Un aperçu de Stockholm

Un aperçu de Stockholm

30 juillet 2019 Non Par Jérémie

Il était temps pour moi de visiter Stockholm, ville immense et remplie d’endroits à découvrir. Je sais que ça faisait un moment que je repoussais le fait de tenter de rencontrer du monde, craignant de n’être pas assez intéressant pour ça, mais je n’avais plus trop d’excuses alors je me lançais : j’allais prendre un lit en auberge de jeunesse !

Ça s’annonce bien !

Avec des parking à plus de deux euros de l’heure, je tentais la même stratégie que des amis ayant visité New York : me garer en périphérie lointaine de la ville dans un park & go, ne payant que 10 euros pour deux jours.

Rue déserte, j’étais là avant l’ouverture des commerces

J’avais repéré une auberge de jeunesse dans le centre, et vu les centaines d’avis extrêmement positifs sur celle-ci, je me dirigeais vers elle pour tenter d’obtenir une place, n’ayant pas pu réserver le jour même sur Internet (oui, je garde ma liberté)

Église

J’étais arrivé vers 7-8 heures dans la ville et tous les commerces étaient fermés et à l’exception de quelques groupes de voyages organisés, je ne croisais pas grand monde. J’avais tout le loisir de découvrir une ville très colorée sur mon chemin.

Charmante petite place

Je passais en face de l’immense palais royal et pouvais observer un garde en faction.

Garde du palais royal
Hissage du drapeau
Revolver avec un très long canon, quand on y pense…
Aaaah ! Une souris !

Après avoir traversé quelques quartiers, j’arrivais au « City Backpackers Hostel », j’étais impressionné par la déco dans l’entrée, extrêmement chaleureuse. Stockholm étant en pleine Pride, il y avait aussi des rainbow flags et un écriteaux à l’entrée rappelait les règles de tolérance de l’établissement.

Malgré mon anxiété, mon envie de fuir et de me planquer au fond d’une forêt dans la nature, je réservais quand même une nuit à l’accueil, en chambre individuelle vu que les dortoirs étaient complets. Je suis content de ne pas m’être servi de ce prétexte pour abandonner !

Je visitais un peu les lieux et triait mes photos avant de partir vers le musée Vasa qui m’avait été chaudement recommandé…

Dans un couloir de l’auberge de jeunesse

J’aime bien les bateaux. Encore plus les vieux voiliers.
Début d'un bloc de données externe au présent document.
use serde::{Deserialize, Serialize};
use std::fmt;

/// Fixed severity attached to each rule check.
#[derive(Debug, Clone, Copy, PartialEq, Eq, Hash, Serialize, Deserialize)]
#[serde(rename_all = "UPPERCASE")]
pub enum Severity {
    Low,
    Medium,
    High,
}

impl Severity {
    pub fn as_str(&self) -> &'static str {
        match self {
            Severity::Low => "LOW",
            Severity::Medium => "MEDIUM",
            Severity::High => "HIGH",
        }
    }
}

impl fmt::Display for Severity {
    fn fmt(&self, f: &mut fmt::Formatter<'_>) -> fmt::Result {
        f.write_str(self.as_str())
    }
}

/// One failed rule check. Passed checks never produce one.
#[derive(Debug, Clone, PartialEq, Eq, Serialize, Deserialize)]
#[serde(rename_all = "camelCase")]
pub struct Violation {
    pub rule_id: String,
    pub rule_name: String,
    pub severity: Severity,
    pub message: String,
}

impl Violation {
    pub fn new(
        rule_id: impl Into<String>,
        rule_name: impl Into<String>,
        severity: Severity,
        message: impl Into<String>,
    ) -> Self {
        Self {
            rule_id: rule_id.into(),
            rule_name: rule_name.into(),
            severity,
            message: message.into(),
        }
    }
}
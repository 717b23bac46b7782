use crate::coach::prompt::{CoachOutputFormat, RuleBreakdown, Verdict};
use crate::core::{EscalationLevel, EscalationResult, RecommendedAction, TradeEvaluationResult};

const FALLBACK_WHAT_WENT_WRONG: &str = "Rule was violated.";
const WHAT_TO_DO_NEXT_TIME: &str = "Do not take the trade unless all rule conditions are met.";
const HARD_STOP_MESSAGE: &str = "Trading now increases the probability of blowing your account.";

/// Deterministic offline stand-in for the text-generation coach.
///
/// Only CRITICAL attaches a hard-stop message here, even though the prompt
/// asks the generated coach to include one for WARNING as well.
pub fn mock_coach_response(
    evaluation: &TradeEvaluationResult,
    escalation: &EscalationResult,
) -> CoachOutputFormat {
    let non_compliant = !evaluation.violations.is_empty();

    let rule_breakdown = evaluation
        .violations
        .iter()
        .map(|v| RuleBreakdown {
            rule_id: v.rule_id.clone(),
            severity: v.severity,
            what_went_wrong: if v.message.is_empty() {
                FALLBACK_WHAT_WENT_WRONG.to_string()
            } else {
                v.message.clone()
            },
            what_to_do_next_time: WHAT_TO_DO_NEXT_TIME.to_string(),
        })
        .collect();

    let next_step = match escalation.recommended_action {
        RecommendedAction::StopTrading => {
            "Stop trading for the session and review your last violations."
        }
        RecommendedAction::SlowDown => "Reduce frequency and re-evaluate your next setup carefully.",
        RecommendedAction::Continue => "Continue following your plan with discipline.",
    };

    CoachOutputFormat {
        verdict: if non_compliant {
            Verdict::NonCompliant
        } else {
            Verdict::Compliant
        },
        escalation_level: escalation.level,
        recommended_action: escalation.recommended_action,
        headline: if non_compliant {
            "Rules were broken on this trade.".to_string()
        } else {
            "Rules were followed.".to_string()
        },
        rule_breakdown,
        next_step: next_step.to_string(),
        hard_stop_message: (escalation.level == EscalationLevel::Critical)
            .then(|| HARD_STOP_MESSAGE.to_string()),
    }
}

#[cfg(test)]
mod tests {
    use super::*;
    use crate::core::escalate;
    use crate::models::{Severity, Violation};

    fn evaluation_with(violations: Vec<Violation>, score: u8) -> TradeEvaluationResult {
        TradeEvaluationResult {
            rules_failed: violations.len() as u32,
            rules_passed: 1,
            highest_severity: crate::core::evaluate::highest_severity(&violations),
            violations,
            compliance_score: score,
        }
    }

    #[test]
    fn critical_escalation_returns_stop_trading_advice() {
        let evaluation = evaluation_with(
            vec![Violation::new(
                "B3_EMOTION",
                "Emotion",
                Severity::High,
                "Traded while frustrated.",
            )],
            40,
        );
        let escalation = EscalationResult {
            level: EscalationLevel::Critical,
            title: "Stop Trading".to_string(),
            message: "Repeated rule violations detected.".to_string(),
            recommended_action: RecommendedAction::StopTrading,
        };

        let r = mock_coach_response(&evaluation, &escalation);
        assert_eq!(r.verdict, Verdict::NonCompliant);
        assert_eq!(r.recommended_action, RecommendedAction::StopTrading);
        assert_eq!(r.hard_stop_message.as_deref(), Some(HARD_STOP_MESSAGE));
        assert_eq!(
            r.next_step,
            "Stop trading for the session and review your last violations."
        );
        assert_eq!(r.rule_breakdown.len(), 1);
        assert_eq!(r.rule_breakdown[0].rule_id, "B3_EMOTION");
        assert_eq!(r.rule_breakdown[0].what_went_wrong, "Traded while frustrated.");
    }

    #[test]
    fn compliant_trade_has_no_breakdown_or_hard_stop() {
        let evaluation = evaluation_with(vec![], 100);
        let r = mock_coach_response(&evaluation, &escalate(&evaluation, 0));
        assert_eq!(r.verdict, Verdict::Compliant);
        assert!(r.rule_breakdown.is_empty());
        assert!(r.hard_stop_message.is_none());
        assert_eq!(r.headline, "Rules were followed.");
        assert_eq!(r.next_step, "Continue following your plan with discipline.");
    }

    #[test]
    fn warning_does_not_attach_hard_stop() {
        let evaluation = evaluation_with(
            vec![Violation::new("R3_MIN_RR", "Minimum Planned R:R", Severity::Medium, "")],
            71,
        );
        let escalation = escalate(&evaluation, 0);
        assert_eq!(escalation.level, EscalationLevel::Warning);

        let r = mock_coach_response(&evaluation, &escalation);
        assert!(r.hard_stop_message.is_none());
        assert_eq!(r.rule_breakdown[0].what_went_wrong, FALLBACK_WHAT_WENT_WRONG);
        assert_eq!(r.rule_breakdown[0].what_to_do_next_time, WHAT_TO_DO_NEXT_TIME);
        assert_eq!(
            r.next_step,
            "Reduce frequency and re-evaluate your next setup carefully."
        );
    }
}
use serde::{Deserialize, Serialize};
use std::fs;
use std::path::Path;

use crate::error::{CoachError, Result};
use crate::models::Session;

/// The trader's own constraints, read-only for the duration of an evaluation.
#[derive(Debug, Clone, PartialEq, Serialize, Deserialize)]
#[serde(rename_all = "camelCase")]
pub struct RuleSet {
    // Risk
    pub max_risk_per_trade: f64,
    pub max_position_size: u32,
    #[serde(rename = "minPlannedRR")]
    pub min_planned_rr: f64,

    // Frequency
    pub max_trades_per_day: u32,
    pub max_losing_trades_per_day: u32,

    // Execution
    pub allowed_sessions: Vec<Session>,
    pub required_confluences: Vec<String>,

    // Behavior
    pub cooldown_minutes_after_loss: u32,
    pub disallowed_emotions: Vec<String>,
}

impl RuleSet {
    pub fn from_json_file(path: impl AsRef<Path>) -> Result<Self> {
        let path = path.as_ref();
        let content = fs::read_to_string(path).map_err(|e| CoachError::io(path, e))?;
        let rules: RuleSet = serde_json::from_str(&content)?;
        rules.validate()?;
        Ok(rules)
    }

    /// Rejects values the evaluator cannot meaningfully compare against.
    pub fn validate(&self) -> Result<()> {
        if !self.min_planned_rr.is_finite() || self.min_planned_rr < 0.0 {
            return Err(CoachError::InvalidConfig(format!(
                "minPlannedRR must be a finite, non-negative number (got {})",
                self.min_planned_rr
            )));
        }
        if !self.max_risk_per_trade.is_finite() {
            return Err(CoachError::InvalidConfig(
                "maxRiskPerTrade must be finite".to_string(),
            ));
        }
        Ok(())
    }
}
J’ai été servi !

Proue

Mais laissez-moi d’abord vous raconter une histoire… Il était une fois, un roi, très puissant et voulant un bateau à l’image de ses ambitions. Le roi commanda à un amiral un bateau semblable à ceux des Néerlandais. Immense. Avec deux ponts de canons. Richement décoré. L’amiral délégua la tâche aux chantiers navals qui, eux, n’avaient jamais construit de bateaux de ce type. Des bateaux, oui, mais pas avec deux ponts pour l’artillerie.

Mais le roi mettait la pression à l’amiral qui, lui, la retransmettait aux architectes, ingénieurs, artisans et ouvriers. Et le chantier avançait. Certaines personnes émirent des doutes du début à la fin du projet : « Le bateau est trop étroit sur le fond », « Il n’y a pas assez de place pour les ballasts ». Mais le projet devait continuer. C’est comme ça et le roi brûle de recevoir son navire.

Un jour le chantier se termina. Oh, il était impressionnant ce bateau ! Entièrement peint, bardé de sculptures à la gloire du roi, l’associant aux empereurs romains, de sculptures moquant les ennemis de la couronne et d’effrayant lions surgissant des dizaines de sabords lorsqu’il était temps de combattre. Et cette poupe ! Son travail n’avait rien à envier aux cathédrales ! On procéda donc aux essais. Et là, effectivement, on sentait bien les problèmes de stabilité liés au fond plat et au manque de ballast. Mais, ce qui était fait était fait et le roi voulait son bateau… Le voyage inaugural allait pouvoir commencer, sous l’oeil bienveillant de toutes les divinités maritimes et océaniques sculptées autour du bateau.

1500 mètres après sont départ, le bateau versait, emportant avec lui plus de 400 membres d’équipage, ne laissant qu’une poignée de survivants.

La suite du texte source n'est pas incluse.